Please output the data below exactly as given, starting at its first line and stopping after the line that contains "for market cap".

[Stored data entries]
= = = =

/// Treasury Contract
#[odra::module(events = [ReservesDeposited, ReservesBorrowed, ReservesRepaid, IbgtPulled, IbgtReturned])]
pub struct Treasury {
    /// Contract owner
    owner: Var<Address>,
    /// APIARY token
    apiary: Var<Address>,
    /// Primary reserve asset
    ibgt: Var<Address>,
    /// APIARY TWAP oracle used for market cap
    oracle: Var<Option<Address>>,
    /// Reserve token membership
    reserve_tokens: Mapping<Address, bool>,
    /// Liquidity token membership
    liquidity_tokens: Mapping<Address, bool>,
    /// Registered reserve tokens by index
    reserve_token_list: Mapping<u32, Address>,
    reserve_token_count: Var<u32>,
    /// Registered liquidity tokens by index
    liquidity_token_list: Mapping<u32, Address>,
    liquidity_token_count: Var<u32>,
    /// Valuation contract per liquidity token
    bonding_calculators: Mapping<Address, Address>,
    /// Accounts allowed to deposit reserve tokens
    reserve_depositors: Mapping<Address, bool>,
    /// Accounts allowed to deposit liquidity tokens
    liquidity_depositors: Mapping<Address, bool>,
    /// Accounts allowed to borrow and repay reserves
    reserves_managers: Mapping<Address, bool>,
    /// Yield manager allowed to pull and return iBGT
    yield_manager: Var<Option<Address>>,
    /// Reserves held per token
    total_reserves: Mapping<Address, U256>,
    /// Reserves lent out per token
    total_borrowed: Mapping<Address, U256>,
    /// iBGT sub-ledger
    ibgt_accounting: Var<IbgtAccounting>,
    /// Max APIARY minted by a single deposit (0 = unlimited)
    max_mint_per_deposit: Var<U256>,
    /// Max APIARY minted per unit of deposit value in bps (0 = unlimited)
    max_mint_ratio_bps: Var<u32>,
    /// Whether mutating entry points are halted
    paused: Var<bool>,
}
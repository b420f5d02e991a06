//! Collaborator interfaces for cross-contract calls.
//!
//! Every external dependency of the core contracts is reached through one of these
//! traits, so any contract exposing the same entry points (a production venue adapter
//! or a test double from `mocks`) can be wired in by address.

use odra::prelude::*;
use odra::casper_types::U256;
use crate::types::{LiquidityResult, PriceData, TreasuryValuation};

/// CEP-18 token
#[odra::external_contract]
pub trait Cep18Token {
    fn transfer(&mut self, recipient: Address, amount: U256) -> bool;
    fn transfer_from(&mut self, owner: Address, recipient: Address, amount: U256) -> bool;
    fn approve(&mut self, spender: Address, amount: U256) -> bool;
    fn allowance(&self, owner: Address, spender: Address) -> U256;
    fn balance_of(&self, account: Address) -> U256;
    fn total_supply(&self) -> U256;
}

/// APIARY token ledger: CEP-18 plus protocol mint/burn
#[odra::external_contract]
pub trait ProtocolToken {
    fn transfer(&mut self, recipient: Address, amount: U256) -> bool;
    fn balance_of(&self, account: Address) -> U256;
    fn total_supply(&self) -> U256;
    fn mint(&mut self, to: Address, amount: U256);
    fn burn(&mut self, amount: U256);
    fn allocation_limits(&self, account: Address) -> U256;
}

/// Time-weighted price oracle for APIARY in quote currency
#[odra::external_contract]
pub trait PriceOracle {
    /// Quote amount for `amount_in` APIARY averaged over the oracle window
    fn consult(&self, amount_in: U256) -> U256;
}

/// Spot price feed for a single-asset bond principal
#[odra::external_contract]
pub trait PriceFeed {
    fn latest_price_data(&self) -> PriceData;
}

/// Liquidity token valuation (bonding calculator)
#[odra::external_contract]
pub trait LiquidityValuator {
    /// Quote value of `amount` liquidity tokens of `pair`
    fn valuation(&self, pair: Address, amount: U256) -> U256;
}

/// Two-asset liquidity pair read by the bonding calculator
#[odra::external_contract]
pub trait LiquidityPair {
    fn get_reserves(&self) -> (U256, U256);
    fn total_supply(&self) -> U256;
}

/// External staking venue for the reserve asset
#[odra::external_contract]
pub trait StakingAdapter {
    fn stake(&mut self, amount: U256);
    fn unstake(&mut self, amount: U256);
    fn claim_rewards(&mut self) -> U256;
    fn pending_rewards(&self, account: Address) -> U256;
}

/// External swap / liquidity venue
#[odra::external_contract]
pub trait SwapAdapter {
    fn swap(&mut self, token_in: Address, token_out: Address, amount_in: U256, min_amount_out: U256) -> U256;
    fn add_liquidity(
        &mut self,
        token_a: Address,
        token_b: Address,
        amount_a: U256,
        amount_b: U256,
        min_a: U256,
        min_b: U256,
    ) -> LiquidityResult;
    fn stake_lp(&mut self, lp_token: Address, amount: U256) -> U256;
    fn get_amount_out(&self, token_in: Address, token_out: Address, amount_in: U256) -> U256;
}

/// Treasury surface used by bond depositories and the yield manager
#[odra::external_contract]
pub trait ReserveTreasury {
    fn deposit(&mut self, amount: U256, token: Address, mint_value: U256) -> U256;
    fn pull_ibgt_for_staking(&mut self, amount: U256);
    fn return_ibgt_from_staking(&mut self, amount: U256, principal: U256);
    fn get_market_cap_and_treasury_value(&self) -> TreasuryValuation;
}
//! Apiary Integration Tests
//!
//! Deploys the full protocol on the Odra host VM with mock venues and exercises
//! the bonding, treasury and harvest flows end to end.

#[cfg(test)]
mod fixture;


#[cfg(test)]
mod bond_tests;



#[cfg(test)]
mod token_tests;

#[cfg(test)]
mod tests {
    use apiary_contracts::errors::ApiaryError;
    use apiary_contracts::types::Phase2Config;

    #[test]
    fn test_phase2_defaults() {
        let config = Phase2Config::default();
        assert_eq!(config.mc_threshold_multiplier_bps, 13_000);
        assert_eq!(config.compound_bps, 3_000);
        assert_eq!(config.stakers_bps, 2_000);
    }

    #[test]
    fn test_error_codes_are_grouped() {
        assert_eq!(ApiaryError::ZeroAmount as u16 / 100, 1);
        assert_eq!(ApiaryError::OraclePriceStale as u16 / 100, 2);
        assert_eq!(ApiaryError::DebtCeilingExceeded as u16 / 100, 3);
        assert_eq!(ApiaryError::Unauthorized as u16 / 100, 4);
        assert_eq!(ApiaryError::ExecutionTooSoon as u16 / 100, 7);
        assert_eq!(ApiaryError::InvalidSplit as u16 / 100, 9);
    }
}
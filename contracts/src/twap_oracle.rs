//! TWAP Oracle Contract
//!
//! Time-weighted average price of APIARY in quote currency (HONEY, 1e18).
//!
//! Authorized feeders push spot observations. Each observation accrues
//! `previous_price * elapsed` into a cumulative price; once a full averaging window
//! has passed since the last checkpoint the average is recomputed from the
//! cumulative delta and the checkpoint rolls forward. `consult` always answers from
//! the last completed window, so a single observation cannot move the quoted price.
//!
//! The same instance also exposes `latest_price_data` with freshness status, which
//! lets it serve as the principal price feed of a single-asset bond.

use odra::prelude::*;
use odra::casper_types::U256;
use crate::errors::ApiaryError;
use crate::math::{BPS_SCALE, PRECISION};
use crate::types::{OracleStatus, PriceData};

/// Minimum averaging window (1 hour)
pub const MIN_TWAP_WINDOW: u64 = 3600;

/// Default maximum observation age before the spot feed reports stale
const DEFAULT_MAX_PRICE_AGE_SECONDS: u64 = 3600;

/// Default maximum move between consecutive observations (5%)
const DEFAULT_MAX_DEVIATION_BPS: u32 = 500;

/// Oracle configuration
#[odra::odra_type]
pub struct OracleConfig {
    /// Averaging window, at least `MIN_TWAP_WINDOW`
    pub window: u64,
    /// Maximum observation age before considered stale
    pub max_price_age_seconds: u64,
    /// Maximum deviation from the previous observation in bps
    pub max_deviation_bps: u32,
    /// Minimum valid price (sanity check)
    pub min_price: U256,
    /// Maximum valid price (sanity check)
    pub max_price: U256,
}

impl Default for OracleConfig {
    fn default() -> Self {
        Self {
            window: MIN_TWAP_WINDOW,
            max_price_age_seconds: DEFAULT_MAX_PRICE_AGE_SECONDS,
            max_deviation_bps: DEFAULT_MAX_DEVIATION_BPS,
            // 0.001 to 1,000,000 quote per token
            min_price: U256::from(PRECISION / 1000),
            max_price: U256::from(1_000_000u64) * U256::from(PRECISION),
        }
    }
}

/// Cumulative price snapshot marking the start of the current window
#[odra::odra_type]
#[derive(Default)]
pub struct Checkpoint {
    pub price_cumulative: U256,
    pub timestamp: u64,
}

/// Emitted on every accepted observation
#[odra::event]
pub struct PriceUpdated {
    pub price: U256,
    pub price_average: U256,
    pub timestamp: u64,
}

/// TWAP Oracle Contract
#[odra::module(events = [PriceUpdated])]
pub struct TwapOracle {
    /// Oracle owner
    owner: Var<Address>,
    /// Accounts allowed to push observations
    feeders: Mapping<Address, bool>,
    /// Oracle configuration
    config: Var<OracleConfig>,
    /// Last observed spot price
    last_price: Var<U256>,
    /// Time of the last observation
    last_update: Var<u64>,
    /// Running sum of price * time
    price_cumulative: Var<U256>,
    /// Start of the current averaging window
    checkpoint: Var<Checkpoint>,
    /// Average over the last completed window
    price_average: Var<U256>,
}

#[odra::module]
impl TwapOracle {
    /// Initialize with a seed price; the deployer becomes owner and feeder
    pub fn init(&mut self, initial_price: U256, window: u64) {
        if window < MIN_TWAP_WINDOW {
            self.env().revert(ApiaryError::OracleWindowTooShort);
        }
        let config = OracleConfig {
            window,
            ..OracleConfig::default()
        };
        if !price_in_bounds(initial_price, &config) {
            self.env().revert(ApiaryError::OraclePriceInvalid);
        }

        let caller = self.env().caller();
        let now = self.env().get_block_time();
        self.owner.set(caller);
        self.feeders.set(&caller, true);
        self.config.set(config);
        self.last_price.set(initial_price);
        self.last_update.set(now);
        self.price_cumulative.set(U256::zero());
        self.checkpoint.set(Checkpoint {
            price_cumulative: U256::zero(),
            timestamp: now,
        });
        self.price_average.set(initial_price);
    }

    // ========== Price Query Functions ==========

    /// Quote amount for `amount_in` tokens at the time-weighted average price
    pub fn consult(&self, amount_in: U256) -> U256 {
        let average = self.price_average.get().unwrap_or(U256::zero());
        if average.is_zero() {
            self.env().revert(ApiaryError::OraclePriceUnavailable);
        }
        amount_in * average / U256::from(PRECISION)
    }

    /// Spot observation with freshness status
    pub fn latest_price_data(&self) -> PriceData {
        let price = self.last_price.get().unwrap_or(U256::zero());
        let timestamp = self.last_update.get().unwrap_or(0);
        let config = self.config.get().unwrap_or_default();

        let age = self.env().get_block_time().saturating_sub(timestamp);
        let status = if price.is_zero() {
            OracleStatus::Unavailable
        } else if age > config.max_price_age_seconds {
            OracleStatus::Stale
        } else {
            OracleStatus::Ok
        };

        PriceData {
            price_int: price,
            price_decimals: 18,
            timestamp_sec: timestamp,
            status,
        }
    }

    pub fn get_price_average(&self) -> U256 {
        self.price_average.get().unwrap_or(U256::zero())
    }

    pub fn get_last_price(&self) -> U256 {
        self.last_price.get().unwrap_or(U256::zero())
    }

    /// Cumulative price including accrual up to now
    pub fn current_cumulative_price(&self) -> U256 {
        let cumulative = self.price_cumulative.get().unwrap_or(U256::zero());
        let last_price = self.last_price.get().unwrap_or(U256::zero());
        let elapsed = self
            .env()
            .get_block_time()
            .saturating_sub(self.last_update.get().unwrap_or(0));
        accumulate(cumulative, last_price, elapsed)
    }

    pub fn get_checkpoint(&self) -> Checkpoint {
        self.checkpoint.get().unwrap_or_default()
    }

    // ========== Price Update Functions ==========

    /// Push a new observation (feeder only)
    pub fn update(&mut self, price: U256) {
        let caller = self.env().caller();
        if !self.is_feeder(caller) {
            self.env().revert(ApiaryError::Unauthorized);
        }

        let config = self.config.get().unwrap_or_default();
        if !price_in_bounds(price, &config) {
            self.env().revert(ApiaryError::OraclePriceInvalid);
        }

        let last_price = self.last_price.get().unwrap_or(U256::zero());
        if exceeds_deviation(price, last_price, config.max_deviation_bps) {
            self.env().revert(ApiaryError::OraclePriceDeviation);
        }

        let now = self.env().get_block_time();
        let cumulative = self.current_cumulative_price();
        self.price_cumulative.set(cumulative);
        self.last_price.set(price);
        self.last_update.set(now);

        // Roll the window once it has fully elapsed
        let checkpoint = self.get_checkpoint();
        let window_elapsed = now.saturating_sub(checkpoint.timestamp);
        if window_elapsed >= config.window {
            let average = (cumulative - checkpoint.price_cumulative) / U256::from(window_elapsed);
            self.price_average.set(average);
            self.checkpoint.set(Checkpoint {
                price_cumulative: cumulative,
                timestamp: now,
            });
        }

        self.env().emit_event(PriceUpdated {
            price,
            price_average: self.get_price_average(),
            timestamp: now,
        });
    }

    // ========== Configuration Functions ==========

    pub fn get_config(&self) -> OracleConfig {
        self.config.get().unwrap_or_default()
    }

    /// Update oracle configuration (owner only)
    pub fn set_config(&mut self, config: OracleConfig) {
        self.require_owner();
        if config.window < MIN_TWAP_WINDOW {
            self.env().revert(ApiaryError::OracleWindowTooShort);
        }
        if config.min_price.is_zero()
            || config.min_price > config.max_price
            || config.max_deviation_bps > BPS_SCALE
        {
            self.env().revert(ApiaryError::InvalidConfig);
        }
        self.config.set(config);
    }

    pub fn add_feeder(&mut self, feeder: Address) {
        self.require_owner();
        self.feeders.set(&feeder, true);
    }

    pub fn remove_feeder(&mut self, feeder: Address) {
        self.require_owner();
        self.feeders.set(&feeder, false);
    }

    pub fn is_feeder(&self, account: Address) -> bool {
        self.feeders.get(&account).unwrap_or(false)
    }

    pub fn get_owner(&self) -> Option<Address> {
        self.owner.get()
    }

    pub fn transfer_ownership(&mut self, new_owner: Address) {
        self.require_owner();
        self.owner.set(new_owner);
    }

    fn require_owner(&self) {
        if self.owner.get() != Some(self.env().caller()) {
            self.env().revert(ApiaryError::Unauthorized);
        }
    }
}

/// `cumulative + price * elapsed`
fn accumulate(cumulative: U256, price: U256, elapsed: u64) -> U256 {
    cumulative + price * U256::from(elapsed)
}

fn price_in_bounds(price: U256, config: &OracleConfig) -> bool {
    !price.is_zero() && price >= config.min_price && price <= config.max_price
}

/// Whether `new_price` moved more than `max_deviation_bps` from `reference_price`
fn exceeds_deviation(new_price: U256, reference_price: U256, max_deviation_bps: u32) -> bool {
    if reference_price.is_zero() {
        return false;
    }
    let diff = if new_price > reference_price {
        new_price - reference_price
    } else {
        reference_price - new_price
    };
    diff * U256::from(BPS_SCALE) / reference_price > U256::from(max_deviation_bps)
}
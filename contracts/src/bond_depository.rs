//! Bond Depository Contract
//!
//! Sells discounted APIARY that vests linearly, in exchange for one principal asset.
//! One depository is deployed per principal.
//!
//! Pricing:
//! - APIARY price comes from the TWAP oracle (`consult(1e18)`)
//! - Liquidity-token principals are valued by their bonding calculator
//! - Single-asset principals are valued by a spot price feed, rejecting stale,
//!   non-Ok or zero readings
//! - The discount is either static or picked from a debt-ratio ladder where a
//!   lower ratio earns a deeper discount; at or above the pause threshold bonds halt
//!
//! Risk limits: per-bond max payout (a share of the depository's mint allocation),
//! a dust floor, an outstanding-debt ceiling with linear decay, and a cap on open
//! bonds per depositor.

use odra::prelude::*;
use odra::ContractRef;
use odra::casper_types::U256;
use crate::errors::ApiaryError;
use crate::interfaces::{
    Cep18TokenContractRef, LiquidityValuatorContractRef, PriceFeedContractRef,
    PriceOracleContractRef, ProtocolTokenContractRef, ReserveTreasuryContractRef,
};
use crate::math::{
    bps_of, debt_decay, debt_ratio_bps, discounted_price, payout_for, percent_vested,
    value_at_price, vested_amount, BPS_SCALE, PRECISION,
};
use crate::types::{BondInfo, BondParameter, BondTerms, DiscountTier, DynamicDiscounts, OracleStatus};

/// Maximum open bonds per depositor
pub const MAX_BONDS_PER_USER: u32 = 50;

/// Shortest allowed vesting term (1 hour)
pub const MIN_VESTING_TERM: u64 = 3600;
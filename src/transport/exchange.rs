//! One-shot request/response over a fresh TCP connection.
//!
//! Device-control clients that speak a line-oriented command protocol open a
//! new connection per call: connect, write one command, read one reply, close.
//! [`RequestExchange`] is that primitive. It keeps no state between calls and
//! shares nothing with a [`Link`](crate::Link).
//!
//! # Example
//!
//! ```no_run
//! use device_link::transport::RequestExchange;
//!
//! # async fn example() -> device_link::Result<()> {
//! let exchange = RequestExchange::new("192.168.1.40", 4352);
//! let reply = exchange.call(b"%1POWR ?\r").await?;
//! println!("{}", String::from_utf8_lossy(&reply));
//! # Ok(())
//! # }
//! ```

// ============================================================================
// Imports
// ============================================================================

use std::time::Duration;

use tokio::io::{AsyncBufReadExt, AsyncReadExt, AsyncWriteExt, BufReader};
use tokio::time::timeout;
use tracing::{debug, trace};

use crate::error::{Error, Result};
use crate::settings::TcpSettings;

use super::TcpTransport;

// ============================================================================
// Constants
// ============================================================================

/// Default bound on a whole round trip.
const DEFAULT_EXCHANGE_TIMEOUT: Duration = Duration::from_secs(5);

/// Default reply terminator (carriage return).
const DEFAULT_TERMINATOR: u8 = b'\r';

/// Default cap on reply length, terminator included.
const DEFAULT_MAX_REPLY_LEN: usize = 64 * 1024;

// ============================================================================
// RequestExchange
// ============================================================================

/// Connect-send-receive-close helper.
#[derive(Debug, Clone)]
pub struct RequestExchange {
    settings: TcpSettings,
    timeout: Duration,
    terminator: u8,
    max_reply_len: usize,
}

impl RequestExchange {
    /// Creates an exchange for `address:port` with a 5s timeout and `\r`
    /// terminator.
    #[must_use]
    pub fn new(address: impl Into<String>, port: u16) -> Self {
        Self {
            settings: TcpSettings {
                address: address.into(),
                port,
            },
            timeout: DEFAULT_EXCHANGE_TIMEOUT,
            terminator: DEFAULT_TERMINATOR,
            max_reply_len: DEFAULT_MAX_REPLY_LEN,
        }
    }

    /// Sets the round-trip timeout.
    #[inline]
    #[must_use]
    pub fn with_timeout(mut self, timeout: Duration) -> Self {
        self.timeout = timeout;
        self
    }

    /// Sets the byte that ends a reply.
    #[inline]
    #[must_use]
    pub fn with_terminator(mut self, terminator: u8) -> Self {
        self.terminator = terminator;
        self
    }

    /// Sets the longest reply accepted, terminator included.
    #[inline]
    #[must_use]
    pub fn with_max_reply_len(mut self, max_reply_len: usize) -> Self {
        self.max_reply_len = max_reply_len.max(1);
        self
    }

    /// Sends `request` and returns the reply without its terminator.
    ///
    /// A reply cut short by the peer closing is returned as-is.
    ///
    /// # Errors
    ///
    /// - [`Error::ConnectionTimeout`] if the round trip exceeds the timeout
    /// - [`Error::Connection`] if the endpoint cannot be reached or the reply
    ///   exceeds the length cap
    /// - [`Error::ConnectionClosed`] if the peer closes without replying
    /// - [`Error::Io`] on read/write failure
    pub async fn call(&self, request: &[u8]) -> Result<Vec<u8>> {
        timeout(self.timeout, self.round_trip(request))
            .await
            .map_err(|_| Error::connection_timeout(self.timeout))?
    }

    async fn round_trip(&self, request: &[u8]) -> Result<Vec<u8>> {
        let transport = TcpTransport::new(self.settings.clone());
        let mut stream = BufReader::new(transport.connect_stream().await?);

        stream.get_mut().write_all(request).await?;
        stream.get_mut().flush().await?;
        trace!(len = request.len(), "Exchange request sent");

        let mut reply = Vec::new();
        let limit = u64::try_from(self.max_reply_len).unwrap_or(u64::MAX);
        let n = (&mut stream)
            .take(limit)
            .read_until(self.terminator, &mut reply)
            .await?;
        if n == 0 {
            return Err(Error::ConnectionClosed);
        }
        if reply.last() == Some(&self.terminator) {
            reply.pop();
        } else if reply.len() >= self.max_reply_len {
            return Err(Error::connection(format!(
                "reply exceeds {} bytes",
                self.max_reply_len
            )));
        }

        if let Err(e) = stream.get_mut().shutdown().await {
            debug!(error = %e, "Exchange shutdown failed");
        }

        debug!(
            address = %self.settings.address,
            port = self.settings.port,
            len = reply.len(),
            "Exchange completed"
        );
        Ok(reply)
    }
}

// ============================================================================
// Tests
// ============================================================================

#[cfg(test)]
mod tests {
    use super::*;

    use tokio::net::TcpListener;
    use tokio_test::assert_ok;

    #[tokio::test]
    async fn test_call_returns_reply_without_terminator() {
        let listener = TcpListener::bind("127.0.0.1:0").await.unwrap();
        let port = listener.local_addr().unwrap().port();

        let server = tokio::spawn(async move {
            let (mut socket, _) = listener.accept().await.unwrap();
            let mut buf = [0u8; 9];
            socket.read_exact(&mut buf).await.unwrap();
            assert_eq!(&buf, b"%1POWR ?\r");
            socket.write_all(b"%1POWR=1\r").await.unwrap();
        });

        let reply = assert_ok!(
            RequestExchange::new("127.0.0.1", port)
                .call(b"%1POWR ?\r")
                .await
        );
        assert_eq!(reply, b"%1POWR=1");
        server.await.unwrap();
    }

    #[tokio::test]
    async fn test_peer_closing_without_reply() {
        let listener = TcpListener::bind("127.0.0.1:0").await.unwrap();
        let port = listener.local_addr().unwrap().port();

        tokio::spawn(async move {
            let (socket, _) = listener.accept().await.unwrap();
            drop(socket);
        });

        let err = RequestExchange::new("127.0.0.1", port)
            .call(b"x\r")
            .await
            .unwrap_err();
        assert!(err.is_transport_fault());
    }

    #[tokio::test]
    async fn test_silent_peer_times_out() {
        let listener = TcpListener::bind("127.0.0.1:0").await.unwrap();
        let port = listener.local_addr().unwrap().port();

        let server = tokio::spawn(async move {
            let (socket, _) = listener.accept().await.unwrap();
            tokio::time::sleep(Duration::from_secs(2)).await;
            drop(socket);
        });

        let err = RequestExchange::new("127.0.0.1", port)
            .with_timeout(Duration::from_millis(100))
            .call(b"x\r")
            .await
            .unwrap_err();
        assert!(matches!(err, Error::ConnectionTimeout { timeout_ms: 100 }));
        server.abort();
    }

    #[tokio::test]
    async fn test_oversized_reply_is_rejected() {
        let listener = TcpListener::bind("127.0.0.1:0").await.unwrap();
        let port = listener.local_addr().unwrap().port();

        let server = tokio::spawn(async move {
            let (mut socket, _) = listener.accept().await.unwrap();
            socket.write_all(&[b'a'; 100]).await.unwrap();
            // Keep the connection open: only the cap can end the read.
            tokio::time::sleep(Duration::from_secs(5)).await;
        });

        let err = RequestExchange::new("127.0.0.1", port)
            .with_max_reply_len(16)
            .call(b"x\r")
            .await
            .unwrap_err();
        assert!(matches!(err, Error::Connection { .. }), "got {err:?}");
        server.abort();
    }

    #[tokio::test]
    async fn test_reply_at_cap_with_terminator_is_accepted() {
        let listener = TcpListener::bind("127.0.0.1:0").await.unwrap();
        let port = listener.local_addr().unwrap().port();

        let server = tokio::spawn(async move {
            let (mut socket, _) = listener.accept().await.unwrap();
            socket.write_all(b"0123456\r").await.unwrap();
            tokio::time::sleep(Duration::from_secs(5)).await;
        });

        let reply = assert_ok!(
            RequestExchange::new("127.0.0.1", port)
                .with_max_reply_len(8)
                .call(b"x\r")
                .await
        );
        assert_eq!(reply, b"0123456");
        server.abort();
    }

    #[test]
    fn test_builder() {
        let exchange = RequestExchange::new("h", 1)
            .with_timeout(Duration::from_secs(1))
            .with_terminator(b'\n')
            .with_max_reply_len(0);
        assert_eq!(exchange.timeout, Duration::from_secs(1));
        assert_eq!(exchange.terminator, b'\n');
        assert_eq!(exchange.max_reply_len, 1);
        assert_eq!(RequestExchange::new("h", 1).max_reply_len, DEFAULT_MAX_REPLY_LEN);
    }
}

= = = =

TASK SOLUTION:
/// Treasury Contract
#[odra::module(events = [ReservesDeposited, ReservesBorrowed, ReservesRepaid, IbgtPulled, IbgtReturned])]
pub struct Treasury {
    /// Contract owner
    owner: Var<Address>,
    /// APIARY token
    apiary: Var<Address>,
    /// Primary reserve asset
    ibgt: Var<Address>,
    /// APIARY TWAP oracle used for market cap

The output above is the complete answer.